Thomas v. Dillard Dept. Stores, Inc., 96-2966

Decision Date14 July 1997
Docket NumberNo. 96-2966,96-2966
Citation116 F.3d 1432
Parties74 Fair Empl.Prac.Cas. (BNA) 430, 71 Empl. Prac. Dec. P 44,891, 11 Fla. L. Weekly Fed. C 139 Sue E. THOMAS, Plaintiff-Appellant, v. DILLARD DEPARTMENT STORES, INC., a Delaware Corporation Defendant-Appellee.
CourtU.S. Court of Appeals — Eleventh Circuit

Scott Thomas Fortune, Atlantic Beach, FL, for plaintiff-appellant.

Robert J. Gregory, Washington, DC, Amicus, for EEOC.

John P. McAdams, Lorien Smith Johnson, Carlton, Fields, Ward, Tampa, FL, for defendant-appellee.

Appeal from the United States District Court for the Middle District of Florida.
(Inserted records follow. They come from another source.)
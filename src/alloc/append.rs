//! Append growth: push chunks onto the end of the store, pop them off again

use super::AllocRequest;
use crate::chunk::{width_for_extent, Chunk, ChunkPointer, MAX_HEADER_SIZE};
use crate::cluster::{invariant, Cluster};
use crate::error::Result;
use crate::store::ByteStore;
use tracing::debug;

impl<S: ByteStore> Cluster<S> {
    /// New chunk at the current end of the store, body zero-filled
    pub(crate) fn append_chunk(&mut self, request: &AllocRequest<'_>) -> Result<Option<Chunk>> {
        let pointer = ChunkPointer::new(self.store.len());
        if !request.approves(pointer) {
            return Ok(None);
        }

        let width = width_for_extent(pointer.get() + MAX_HEADER_SIZE + request.capacity);
        let mut chunk = Chunk::new(
            pointer,
            width,
            request.next_size.unwrap_or(width),
            request.capacity,
        )?;
        chunk.user_data = request.user_data;

        self.store.set_len(chunk.body_end())?;
        self.write_chunk(&chunk)?;
        debug!(chunk = %pointer, capacity = chunk.capacity, len = self.store.len(), "Appended chunk");
        Ok(Some(chunk))
    }

    /// Truncate the store to the start of `chunk`, which must end the store,
    /// then drop any free chunks left at the new end
    pub(crate) fn pop_chunk(&mut self, chunk: Chunk) -> Result<()> {
        if chunk.body_end() != self.store.len() {
            return Err(invariant(format!(
                "cannot pop chunk {} ending at {}, store ends at {}",
                chunk.pointer,
                chunk.body_end(),
                self.store.len()
            )));
        }
        self.cache.remove(chunk.pointer);
        self.store.set_len(chunk.pointer.get())?;
        debug!(chunk = %chunk.pointer, len = self.store.len(), "Popped chunk");

        while let Some((slot, free)) = self.find_free_ending_at(self.store.len())? {
            self.free_list.take_slot(slot);
            self.lists_dirty = true;
            self.store.set_len(free.pointer.get())?;
            debug!(chunk = %free.pointer, len = self.store.len(), "Popped trailing free chunk");
        }
        Ok(())
    }
}
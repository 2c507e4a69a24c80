//! Structured records stored in chunk chains

use super::Cluster;
use crate::alloc::AllocRequest;
use crate::chunk::{Chunk, ChunkPointer};
use crate::error::Result;
use crate::schema::{Record, RecordSchema};
use crate::store::ByteStore;
use std::io::Cursor;
use tracing::debug;

impl<S: ByteStore> Cluster<S> {
    /// Serialize `value` into a new user chunk
    pub fn alloc_record<T: Record>(&mut self, schema: &RecordSchema<T>, value: &T) -> Result<Chunk> {
        self.store_record(schema, value, true)
    }

    /// Serialize `value` into a new internal chunk, reachable only through
    /// pointer fields of other records
    pub fn alloc_child_record<T: Record>(&mut self, schema: &RecordSchema<T>, value: &T) -> Result<Chunk> {
        self.store_record(schema, value, false)
    }

    fn store_record<T: Record>(&mut self, schema: &RecordSchema<T>, value: &T, user_data: bool) -> Result<Chunk> {
        let mut bytes = Vec::with_capacity(schema.alloc_size() as usize);
        schema.write(&mut bytes, value)?;

        self.safe_session(|c| {
            let mut request = AllocRequest::new(schema.alloc_size().max(bytes.len() as u64));
            if user_data {
                request = request.as_user_data();
            }
            let chunk = c.alloc_chunk(&request)?;
            c.write_content(chunk.pointer, &bytes)?;
            debug!(chunk = %chunk.pointer, bytes = bytes.len(), user_data, "Stored record");
            c.get_chunk(chunk.pointer)
        })
    }

    pub fn read_record<T: Record>(&mut self, schema: &RecordSchema<T>, pointer: ChunkPointer) -> Result<T> {
        let bytes = self.read_content(pointer)?;
        schema.read(&mut Cursor::new(bytes))
    }

    /// Replace the record stored at `pointer`
    pub fn write_record<T: Record>(&mut self, schema: &RecordSchema<T>, pointer: ChunkPointer, value: &T) -> Result<()> {
        let mut bytes = Vec::with_capacity(schema.alloc_size() as usize);
        schema.write(&mut bytes, value)?;
        self.write_content(pointer, &bytes)
    }
}

#[cfg(test)]
mod tests {
    use super::*;
    use crate::config::ClusterConfig;
    use crate::error::Error;
    use crate::io::{ContentReader, ContentWriter};
    use crate::schema::{FieldDescriptor, PointerFields};
    use crate::size::{SizeDescriptor, WordSpace};
    use crate::store::MemoryStore;
    use std::io::Write;

    #[derive(Debug, Default, Clone, PartialEq)]
    struct Note {
        id: u16,
        text: Vec<u8>,
    }

    impl PointerFields for Note {}

    impl Record for Note {
        fn fields() -> Vec<FieldDescriptor<Self>> {
            vec![
                FieldDescriptor::new(
                    "id",
                    SizeDescriptor::fixed(WordSpace::Byte, 2),
                    |r, n| {
                        n.id = r.read_word(2)? as u16;
                        Ok(())
                    },
                    |w, n| w.write_word(n.id as u64, 2),
                    |r| r.read_word(2).map(|_| ()),
                ),
                FieldDescriptor::new(
                    "text",
                    SizeDescriptor::unknown(WordSpace::Byte, 2, None, |n: &Note| 2 + n.text.len() as u64),
                    |r, n| {
                        let len = r.read_word(2)? as usize;
                        n.text = r.read_n(len)?;
                        Ok(())
                    },
                    |w, n| {
                        w.write_word(n.text.len() as u64, 2)?;
                        w.write_all(&n.text)?;
                        Ok(())
                    },
                    |r| {
                        let len = r.read_word(2)? as usize;
                        r.read_n(len).map(|_| ())
                    },
                ),
            ]
        }
    }

    fn cluster() -> Result<Cluster<MemoryStore>> {
        Cluster::init(
            MemoryStore::new(),
            ClusterConfig {
                validate: true,
                ..ClusterConfig::default()
            },
        )
    }

    #[test]
    fn test_record_round_trip() -> Result<()> {
        let mut cluster = cluster()?;
        let schema = RecordSchema::<Note>::new();
        let note = Note {
            id: 9,
            text: b"hello".to_vec(),
        };
        let chunk = cluster.alloc_record(&schema, &note)?;
        assert!(chunk.is_user_data());
        assert_eq!(chunk.capacity(), 32);
        assert_eq!(chunk.size(), 9);
        assert_eq!(cluster.read_record(&schema, chunk.pointer())?, note);
        Ok(())
    }

    #[test]
    fn test_rewrite_grows_chain() -> Result<()> {
        let mut cluster = cluster()?;
        let schema = RecordSchema::<Note>::new();
        let chunk = cluster.alloc_record(&schema, &Note::default())?;
        let long = Note {
            id: 1,
            text: vec![b'x'; 200],
        };
        cluster.write_record(&schema, chunk.pointer(), &long)?;
        assert_eq!(cluster.read_record(&schema, chunk.pointer())?, long);
        assert_eq!(cluster.user_chunks(), &[chunk.pointer()]);
        Ok(())
    }

    #[test]
    fn test_child_records_stay_internal() -> Result<()> {
        let mut cluster = cluster()?;
        let schema = RecordSchema::<Note>::new();
        let child = cluster.alloc_child_record(&schema, &Note::default())?;
        assert!(!child.is_user_data());
        assert!(cluster.user_chunks().is_empty());
        Ok(())
    }

    #[test]
    fn test_truncated_record() -> Result<()> {
        let mut cluster = cluster()?;
        let schema = RecordSchema::<Note>::new();
        let chunk = cluster.alloc_user(8)?;
        cluster.write_content(chunk.pointer(), &[1, 0, 5, 0, b'a'])?;
        assert!(matches!(
            cluster.read_record(&schema, chunk.pointer()),
            Err(Error::Io(_))
        ));
        Ok(())
    }
}
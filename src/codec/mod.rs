//! Width, bit and enumerated-value codecs
//!
//! ```text
//! NumberSize        Void | 1..8 byte integer classes
//! BitOutputStream   streaming bits over a byte sink (63-bit buffer)
//! BitInputStream    streaming bits over a byte source
//! FlagWriter        bits packed into one NumberSize register
//! FlagReader        the reading side, with all-ones padding checks
//! EnumUniverse      closed value sets at minimal bit width
//! ```

pub mod bits;
pub mod enums;
pub mod flags;
pub mod number_size;

pub use bits::{BitInputStream, BitOutputStream, BitReader, BitWriter};
pub use enums::{EnumUniverse, Enumerated};
pub use flags::{read_single_bool, write_single_bool, AutoPop, FlagReader, FlagWriter};
pub use number_size::NumberSize;
//! LRU cache of chunk headers
//!
//! Only used chunks are cached. A cached header always matches the bytes on
//! disk; entries are dropped when a chunk is freed, merged away or moved.

use crate::chunk::{Chunk, ChunkPointer};
use lru::LruCache;
use serde::Serialize;
use std::num::NonZeroUsize;

pub struct ChunkCache {
    cache: LruCache<ChunkPointer, Chunk>,
    hit_count: u64,
    miss_count: u64,
}

impl ChunkCache {
    /// Create a new cache with the specified capacity
    pub fn new(capacity: usize) -> Self {
        let capacity = NonZeroUsize::new(capacity).unwrap_or(NonZeroUsize::MIN);
        Self {
            cache: LruCache::new(capacity),
            hit_count: 0,
            miss_count: 0,
        }
    }

    /// Look up a header, counting the hit or miss
    pub fn get(&mut self, pointer: ChunkPointer) -> Option<Chunk> {
        match self.cache.get(&pointer) {
            Some(chunk) => {
                self.hit_count += 1;
                Some(*chunk)
            }
            None => {
                self.miss_count += 1;
                None
            }
        }
    }

    /// Look up without touching recency or statistics
    pub fn peek(&self, pointer: ChunkPointer) -> Option<Chunk> {
        self.cache.peek(&pointer).copied()
    }

    /// Insert or refresh a header
    pub fn put(&mut self, chunk: Chunk) {
        self.cache.put(chunk.pointer(), chunk);
    }

    /// Drop a header, returning it if it was cached
    pub fn remove(&mut self, pointer: ChunkPointer) -> Option<Chunk> {
        self.cache.pop(&pointer)
    }

    /// Drop every header; statistics are kept
    pub fn clear(&mut self) {
        self.cache.clear();
    }

    /// Cached headers in recency order
    pub fn iter(&self) -> impl Iterator<Item = &Chunk> + '_ {
        self.cache.iter().map(|(_, chunk)| chunk)
    }

    pub fn stats(&self) -> CacheStats {
        let total = self.hit_count + self.miss_count;
        let hit_rate = if total > 0 {
            self.hit_count as f64 / total as f64
        } else {
            0.0
        };

        CacheStats {
            hits: self.hit_count,
            misses: self.miss_count,
            hit_rate,
            size: self.cache.len(),
            capacity: self.cache.cap().get(),
        }
    }
}

/// Cache statistics
#[derive(Debug, Clone, Serialize)]
pub struct CacheStats {
    pub hits: u64,
    pub misses: u64,
    pub hit_rate: f64,
    pub size: usize,
    pub capacity: usize,
}

#[cfg(test)]
mod tests {
    use super::*;
    use crate::codec::NumberSize;

    fn chunk(offset: u64) -> Chunk {
        Chunk::new(ChunkPointer::new(offset), NumberSize::Short, NumberSize::Short, 16).unwrap()
    }

    #[test]
    fn test_cache_basic() {
        let mut cache = ChunkCache::new(100);

        assert!(cache.get(ChunkPointer::new(26)).is_none());

        cache.put(chunk(26));
        assert_eq!(cache.get(ChunkPointer::new(26)), Some(chunk(26)));

        let stats = cache.stats();
        assert_eq!(stats.hits, 1);
        assert_eq!(stats.misses, 1);
        assert_eq!(stats.size, 1);
        assert!((stats.hit_rate - 0.5).abs() < f64::EPSILON);
    }

    #[test]
    fn test_cache_eviction() {
        let mut cache = ChunkCache::new(2);

        cache.put(chunk(100));
        cache.put(chunk(200));
        cache.put(chunk(300));

        // 100 is least recently used
        assert!(cache.get(ChunkPointer::new(100)).is_none());
        assert!(cache.get(ChunkPointer::new(200)).is_some());
        assert!(cache.get(ChunkPointer::new(300)).is_some());
    }

    #[test]
    fn test_cache_remove() {
        let mut cache = ChunkCache::new(100);

        cache.put(chunk(26));
        assert!(cache.peek(ChunkPointer::new(26)).is_some());

        assert!(cache.remove(ChunkPointer::new(26)).is_some());
        assert!(cache.peek(ChunkPointer::new(26)).is_none());
        assert_eq!(cache.stats().misses, 0);
    }

    #[test]
    fn test_cache_clear() {
        let mut cache = ChunkCache::new(100);

        cache.put(chunk(26));
        cache.put(chunk(70));
        assert!(cache.get(ChunkPointer::new(26)).is_some());
        cache.clear();

        assert_eq!(cache.iter().count(), 0);
        assert!(cache.get(ChunkPointer::new(70)).is_none());
        let stats = cache.stats();
        assert_eq!(stats.size, 0);
        assert_eq!(stats.hits, 1);
        assert_eq!(stats.misses, 1);
    }

    #[test]
    fn test_zero_capacity_falls_back() {
        let cache = ChunkCache::new(0);
        assert_eq!(cache.stats().capacity, 1);
    }
}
Before HATCHETT, Chief Judge, BARKETT, Circuit Judge, and PROPST *, Senior District Judge.

BARKETT, Circuit Judge:

Sue E. Thomas appeals from the district court's order granting judgment as a matter of law to the defendant Dillard Department Stores, Inc. Thomas alleges that she was terminated from her position with Dillard because of her age in violation of the ADEA. Thomas argues that the district court erred in determining as a matter of law that she was not actually "terminated" from employment where her employer removed her from her present position and subsequently appeared to offer her an alternative position. Because we find that the question of whether Thomas was actually terminated should have been submitted to the jury, we vacate the district court's judgment.

I. BACKGROUND

On June 8, 1993, Thomas filed a charge of age discrimination with the Jacksonville Equal Opportunity Commission, alleging that she had been terminated from her position as an Area Sales Manager (ASM) with Dillard because of her age. Thereafter, on May 5, 1994, Thomas filed suit against Dillard alleging willful age discrimination in violation of the Age Discrimination in Employment Act, 29 U.S.C. §§ 621-634, as amended.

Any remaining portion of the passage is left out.